- _WHAT THE TASK ASKS_:
Only the lines from the top of the data through the line with "fn default() ->" should be repeated, each exactly as written.

- _GIVEN RECORDS_:
○ ○ ○ ○
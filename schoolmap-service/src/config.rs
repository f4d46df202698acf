//! Service configuration loaded from environment variables.

use std::str::FromStr;
use std::time::Duration;

/// Default HTTP port.
pub const DEFAULT_PORT: u16 = 5000;
/// Default MySQL port.
pub const DEFAULT_DB_PORT: u16 = 3306;
/// Default connection pool size.
pub const DEFAULT_POOL_SIZE: u32 = 5;
/// Default bound on a single store call, in seconds.
pub const DEFAULT_TIMEOUT_SECS: u64 = 5;

/// Database connection settings.
#[derive(Debug, Clone, PartialEq, Eq)]
pub struct DatabaseConfig {
    pub host: String,
    pub port: u16,
    pub user: String,
    pub password: String,
    pub name: String,
    pub pool_size: u32,
}

/// Runtime configuration for the service.
///
/// # Environment Variables
///
/// | Variable | Description | Default |
/// |----------|-------------|---------|
/// | `PORT` | HTTP server port | 5000 |
/// | `DB_HOST` | MySQL host; unset runs on an in-memory store | None |
/// | `DB_PORT` | MySQL port | 3306 |
/// | `DB_USER` | MySQL user | "root" |
/// | `DB_PASSWORD` | MySQL password | "" |
/// | `DB_NAME` | MySQL database | "schools" |
/// | `DB_POOL_SIZE` | Maximum pooled connections | 5 |
/// | `DB_TIMEOUT_SECS` | Bound on each store call | 5 |
#[derive(Debug, Clone, PartialEq, Eq)]
pub struct ServiceConfig {
    pub port: u16,
    pub database: Option<DatabaseConfig>,
    pub store_timeout: Duration,
}

impl Default for ServiceConfig {
    fn default() -> Self {
        Self {
            port: DEFAULT_PORT,
            database: None,
            store_timeout: Duration::from_secs(DEFAULT_TIMEOUT_SECS),
        }
    }
}

impl ServiceConfig {
    /// Build a configuration from the process environment.
    ///
    /// Unparsable numeric values fall back to their defaults, as does a zero
    /// timeout or pool size.
    pub fn from_env() -> Self {
        Self::from_lookup(|key| std::env::var(key).ok())
    }

    /// Build a configuration from an arbitrary key lookup.
    pub fn from_lookup<F>(lookup: F) -> Self
    where
        F: Fn(&str) -> Option<String>,
    {
        let port = parse_var(&lookup, "PORT").unwrap_or(DEFAULT_PORT);
        let timeout_secs = positive_var(&lookup, "DB_TIMEOUT_SECS", DEFAULT_TIMEOUT_SECS);

        let database = lookup("DB_HOST")
            .filter(|host| !host.trim().is_empty())
            .map(|host| DatabaseConfig {
                host,
                port: parse_var(&lookup, "DB_PORT").unwrap_or(DEFAULT_DB_PORT),
                user: lookup("DB_USER").unwrap_or_else(|| "root".to_string()),
                password: lookup("DB_PASSWORD").unwrap_or_default(),
                name: lookup("DB_NAME").unwrap_or_else(|| "schools".to_string()),
                pool_size: positive_var(&lookup, "DB_POOL_SIZE", DEFAULT_POOL_SIZE),
            });

        Self {
            port,
            database,
            store_timeout: Duration::from_secs(timeout_secs),
        }
    }

    /// Set the HTTP port.
    pub fn port(mut self, port: u16) -> Self {
        self.port = port;
        self
    }

    /// Set the bound on each store call.
    pub fn store_timeout(mut self, timeout: Duration) -> Self {
        self.store_timeout = timeout;
        self
    }
}

fn parse_var<T, F>(lookup: &F, key: &str) -> Option<T>
where
    T: FromStr,
    F: Fn(&str) -> Option<String>,
{
    lookup(key).and_then(|s| s.trim().parse().ok())
}

/// Parse a count that must be non-zero, warning and using `default` otherwise.
fn positive_var<T, F>(lookup: &F, key: &str, default: T) -> T
where
    T: FromStr + PartialEq + Default + Copy + std::fmt::Display,
    F: Fn(&str) -> Option<String>,
{
    match parse_var::<T, F>(lookup, key) {
        Some(value) if value == T::default() => {
            tracing::warn!(
                variable = key,
                default = %default,
                "Zero is not allowed, using default"
            );
            default
        }
        Some(value) => value,
        None => default,
    }
}

#[cfg(test)]
mod tests {
    use super::*;
    use std::collections::HashMap;

    fn lookup(vars: &[(&str, &str)]) -> impl Fn(&str) -> Option<String> {
        let map: HashMap<String, String> = vars
            .iter()
            .map(|(k, v)| (k.to_string(), v.to_string()))
            .collect();
        move |key| map.get(key).cloned()
    }

    #[test]
    fn test_defaults_without_env() {
        let config = ServiceConfig::from_lookup(lookup(&[]));
        assert_eq!(config, ServiceConfig::default());
        assert_eq!(config.port, 5000);
        assert!(config.database.is_none());
    }

    #[test]
    fn test_full_database_config() {
        let config = ServiceConfig::from_lookup(lookup(&[
            ("PORT", "8080"),
            ("DB_HOST", "db.internal"),
            ("DB_PORT", "3307"),
            ("DB_USER", "app"),
            ("DB_PASSWORD", "secret"),
            ("DB_NAME", "school_db"),
            ("DB_POOL_SIZE", "12"),
            ("DB_TIMEOUT_SECS", "2"),
        ]));

        assert_eq!(config.port, 8080);
        assert_eq!(config.store_timeout, Duration::from_secs(2));
        let db = config.database.unwrap();
        assert_eq!(db.host, "db.internal");
        assert_eq!(db.port, 3307);
        assert_eq!(db.user, "app");
        assert_eq!(db.password, "secret");
        assert_eq!(db.name, "school_db");
        assert_eq!(db.pool_size, 12);
    }

    #[test]
    fn test_invalid_numbers_fall_back() {
        let config = ServiceConfig::from_lookup(lookup(&[
            ("PORT", "not-a-port"),
            ("DB_HOST", "localhost"),
            ("DB_PORT", "99999"),
        ]));
        assert_eq!(config.port, DEFAULT_PORT);
        assert_eq!(config.database.unwrap().port, DEFAULT_DB_PORT);
    }

    #[test]
    fn test_zero_timeout_and_pool_size_fall_back() {
        let config = ServiceConfig::from_lookup(lookup(&[
            ("DB_HOST", "localhost"),
            ("DB_POOL_SIZE", "0"),
            ("DB_TIMEOUT_SECS", "0"),
        ]));
        assert_eq!(
            config.store_timeout,
            Duration::from_secs(DEFAULT_TIMEOUT_SECS)
        );
        assert_eq!(config.database.unwrap().pool_size, DEFAULT_POOL_SIZE);
    }

    #[test]
    fn test_blank_host_means_no_database() {
        let config = ServiceConfig::from_lookup(lookup(&[("DB_HOST", "  ")]));
        assert!(config.database.is_none());
    }

    #[test]
    fn test_builder_overrides() {
        let config = ServiceConfig::default()
            .port(9000)
            .store_timeout(Duration::from_millis(250));
        assert_eq!(config.port, 9000);
        assert_eq!(config.store_timeout, Duration::from_millis(250));
    }
}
○ ○ ○ ○
- _SOLUTION FOR THIS EXERCISE_:
filename schoolmap-service/src/config.rs
repository f4d46df202698acf
//! Service configuration loaded from environment variables.

use std::str::FromStr;
use std::time::Duration;

/// Default HTTP port.
pub const DEFAULT_PORT: u16 = 5000;
/// Default MySQL port.
pub const DEFAULT_DB_PORT: u16 = 3306;
/// Default connection pool size.
pub const DEFAULT_POOL_SIZE: u32 = 5;
/// Default bound on a single store call, in seconds.
pub const DEFAULT_TIMEOUT_SECS: u64 = 5;

/// Database connection settings.
#[derive(Debug, Clone, PartialEq, Eq)]
pub struct DatabaseConfig {
    pub host: String,
    pub port: u16,
    pub user: String,
    pub password: String,
    pub name: String,
    pub pool_size: u32,
}

/// Runtime configuration for the service.
///
/// # Environment Variables
///
/// | Variable | Description | Default |
/// |----------|-------------|---------|
/// | `PORT` | HTTP server port | 5000 |
/// | `DB_HOST` | MySQL host; unset runs on an in-memory store | None |
/// | `DB_PORT` | MySQL port | 3306 |
/// | `DB_USER` | MySQL user | "root" |
/// | `DB_PASSWORD` | MySQL password | "" |
/// | `DB_NAME` | MySQL database | "schools" |
/// | `DB_POOL_SIZE` | Maximum pooled connections | 5 |
/// | `DB_TIMEOUT_SECS` | Bound on each store call | 5 |
#[derive(Debug, Clone, PartialEq, Eq)]
pub struct ServiceConfig {
    pub port: u16,
    pub database: Option<DatabaseConfig>,
    pub store_timeout: Duration,
}

impl Default for ServiceConfig {
    fn default() -> Self {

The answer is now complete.